ENSO-neutral conditions continue in the Pacific. As of July 1st, neutral ENSO conditions continue to be reported for the equatorial Pacific. Equatorial sea surface temperatures (SST) are near average across the western and central Pacific Ocean and below average in the eastern Pacific. ENSO-neutral conditions are favored to continue through the summer 2013. The Climate Prediction Center (CPC) predicts above normal temperatures and above normal precipitation for the state through September.

Hazardous weather events in June. Over 250 storm reports were submitted in Florida during the month of June. The month started off with heavy rains and flooding reported in the areas of Boca Raton and Davie, FL, on the same day (June 1st) that a waterspout was seen offshore of Miami Beach. On the 3rd, 2.93 inches of rain fell in 90 minutes in Port Saint John, FL, and heavy rainfall was also reported in Winter Park. Tropical Storm Andrea made landfall near Steinhatchee, on the 6th, prompting numerous storm reports. A line of strong thunderstorms trained over the Keys with high winds (~45 mph) reported from both land and marine stations. Tornadoes were reported in Myakka River, Belle Glade, Sun City Center, Markham Park, Royal Palm Beach, St. Petersburg, Clearwater, Venice, Mayport, and Fernandina Beach. Heavy rainfall caused some localized flooding in places such as Gainesville, Jacksonville, Carrabelle, Tampa and Miami. As the storm moved up the East Coast, tropical moisture continued to be present over south Florida, causing additional reports of heavy rain and flooding along portions of the Gold Coast. A severe thunderstorm on the 10th produced hail, high winds and heavy rain in Gainesville. The 12th was a highly active day in and around Tampa, Fort Myers and Naples, as storms caused quarter-sized hail, 50 mph winds, heavy rains and a tornado. The greater Jacksonville area had numerous reports of hail, flooding, and storm damage on the 14th. On the same day, 3 waterspouts were seen at different locations along the Florida Keys. Two swimmers needed to be rescued from dangerous rip currents near Mayport, FL, on the 15th. A waterspout was reported by several spotters in Tampa Bay on the 19th while, across the peninsula, a funnel cloud was seen around Mims, FL. On the 24th, a thunderstorm caused hail, high winds in Tampa, and lightning that struck a utility shed and caused a small house fire in Clearwater, FL; hail was also reported in portions of the Panhandle and a small house was struck by lightning in Marianna. A 23-year old male died after being caught in dangerous rip currents on the 25th off the coast of Cape Canaveral, FL. A thunderstorm offshore of Panama City Beach produced 3 separate waterspouts on the morning of the 27th. Storm damage was reported around Tallahassee on the 28th from an intense early evening thunderstorm.

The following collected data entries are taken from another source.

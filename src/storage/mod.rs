pub mod memory;
pub mod mongo;

use async_trait::async_trait;
use serde::Serialize;
use std::str::FromStr;
use std::sync::Arc;
use tracing::info;

use crate::metrics::Metrics;
use crate::models::common::{DatabaseConfig, StorageBackend};
use crate::models::datasets::blocks::{Block, Header};
use crate::models::datasets::transactions::Transaction;
use crate::models::errors::StoreError;
use crate::storage::memory::MemoryStore;
use crate::storage::mongo::MongoStore;

/// Whether an upsert created a new document or replaced an existing one
#[derive(Debug, Clone, Copy, PartialEq, Eq)]
pub enum WriteOutcome {
    Inserted,
    Replaced,
}

/// Persistence gateway over the `header`, `block` and `transaction` collections.
///
/// Header and Block are keyed by block number, Transaction by hash. Every
/// write is an upsert, so replaying a range never creates duplicates.
#[async_trait]
pub trait Store: Send + Sync {
    /// Highest stored `Block.blockNumber`, or 0 when no block exists.
    /// Served from the block-number index, never a scan.
    async fn highest_block_number(&self) -> Result<u64, StoreError>;

    async fn upsert_header(&self, header: &Header) -> Result<WriteOutcome, StoreError>;

    async fn upsert_block(&self, block: &Block) -> Result<WriteOutcome, StoreError>;

    async fn upsert_transaction(&self, transaction: &Transaction)
    -> Result<WriteOutcome, StoreError>;

    /// Manual cleanup only. Returns the number of removed documents.
    async fn delete_transactions_for_block(&self, block_number: u64) -> Result<u64, StoreError>;

    async fn all_blocks(&self) -> Result<Vec<Block>, StoreError>;

    async fn all_transactions(&self) -> Result<Vec<Transaction>, StoreError>;

    async fn block_by_number(&self, block_number: u64) -> Result<Option<Block>, StoreError>;

    async fn transaction_by_hash(&self, hash: &str) -> Result<Option<Transaction>, StoreError>;
}

/// Collections exposed by name on the read side
#[derive(Debug, Clone, Copy, PartialEq, Eq)]
pub enum Collection {
    Blocks,
    Txs,
}

impl FromStr for Collection {
    type Err = String;

    fn from_str(name: &str) -> Result<Self, Self::Err> {
        match name {
            "blocks" => Ok(Self::Blocks),
            "txs" => Ok(Self::Txs),
            other => Err(format!("collection '{other}' not found")),
        }
    }
}

#[derive(Debug, Clone, PartialEq, Serialize)]
#[serde(untagged)]
pub enum CollectionRecords {
    Blocks(Vec<Block>),
    Txs(Vec<Transaction>),
}

#[derive(Debug, Clone, PartialEq, Serialize)]
pub struct AllRecords {
    pub blocks: Vec<Block>,
    pub transactions: Vec<Transaction>,
}

pub async fn all_records(store: &dyn Store) -> Result<AllRecords, StoreError> {
    Ok(AllRecords {
        blocks: store.all_blocks().await?,
        transactions: store.all_transactions().await?,
    })
}

/// Records of one collection by name. Unknown names yield `Ok(None)`.
pub async fn records_by_collection(
    store: &dyn Store,
    name: &str,
) -> Result<Option<CollectionRecords>, StoreError> {
    match name.parse::<Collection>() {
        Ok(Collection::Blocks) => Ok(Some(CollectionRecords::Blocks(store.all_blocks().await?))),
        Ok(Collection::Txs) => Ok(Some(CollectionRecords::Txs(
            store.all_transactions().await?,
        ))),
        Err(_) => Ok(None),
    }
}

pub async fn connect_store(
    config: &DatabaseConfig,
    metrics: Option<Arc<Metrics>>,
) -> Result<Arc<dyn Store>, StoreError> {
    match config.backend {
        StorageBackend::Mongo => {
            let store = MongoStore::connect(config, metrics).await?;
            info!("Connected to MongoDB database '{}'", config.name);
            Ok(Arc::new(store))
        }
        StorageBackend::Memory => {
            info!("Using in-memory store, records are lost on exit");
            Ok(Arc::new(MemoryStore::new()))
        }
    }
}

#[cfg(test)]
mod tests {
    use super::*;

    #[test]
    fn test_collection_names() {
        assert_eq!("blocks".parse::<Collection>(), Ok(Collection::Blocks));
        assert_eq!("txs".parse::<Collection>(), Ok(Collection::Txs));
        assert!("transactions".parse::<Collection>().is_err());
        assert!("".parse::<Collection>().is_err());
    }

    #[tokio::test]
    async fn test_unknown_collection_is_not_found() {
        let store = MemoryStore::new();
        assert_eq!(records_by_collection(&store, "headers").await.unwrap(), None);
        assert_eq!(
            records_by_collection(&store, "blocks").await.unwrap(),
            Some(CollectionRecords::Blocks(vec![]))
        );
    }
}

Table 4: Breakdown of storm reports submitted in Florida during the month of June (compiled from Southeast Regional Climate Center).

Agricultural and other climate-related impacts. Peanut planting continued in the Panhandle, and non-irrigated crops were showing stress due to lack of rain. Some hay was harvested but yields are low, and drought was a limiting factor for forage growth. Green beans were harvested in north Florida, watermelons were harvested in Central Florida, and vegetable harvesting was winding down in South Florida. Farmers in the Panhandle continued planting field corn, cotton, peanuts and soybean during the middle of the month, while tomatoes, potatoes, squash and cabbage were harvested. Cattle across the state were in good to fair condition. Toward the end of the month, dry weather delayed some planting in the Panhandle and the Kudzu bug affected soybeans in Okaloosa County. Forage growth was limited by not only drought but flooding in locations across the state. Soil moisture at the end of the month was adequate in most places in the state, as planting and harvesting operations continued for fruits, vegetables, rice, and wheat.

At the end of May, the lack of rainfall from the previous month in the northern part of the state prompted the re-introduction of dry conditions in Escambia, Santa Rosa, Okaloosa, Walton, Washington, Holmes and Jackson counties and an area of severe drought around the Nature Coast. The summertime rainfall pattern kicked off the beginning of June, and many stations around the state reported near or above normal rainfall for the month. The drought conditions were slowly removed during the month in the peninsula, as the area impacted by drought received 150% of monthly normal rainfall. Parts of the Panhandle continued to have issues with drought during June, though areas of moderate drought eased, the area of dry conditions expanded into the Big Bend region.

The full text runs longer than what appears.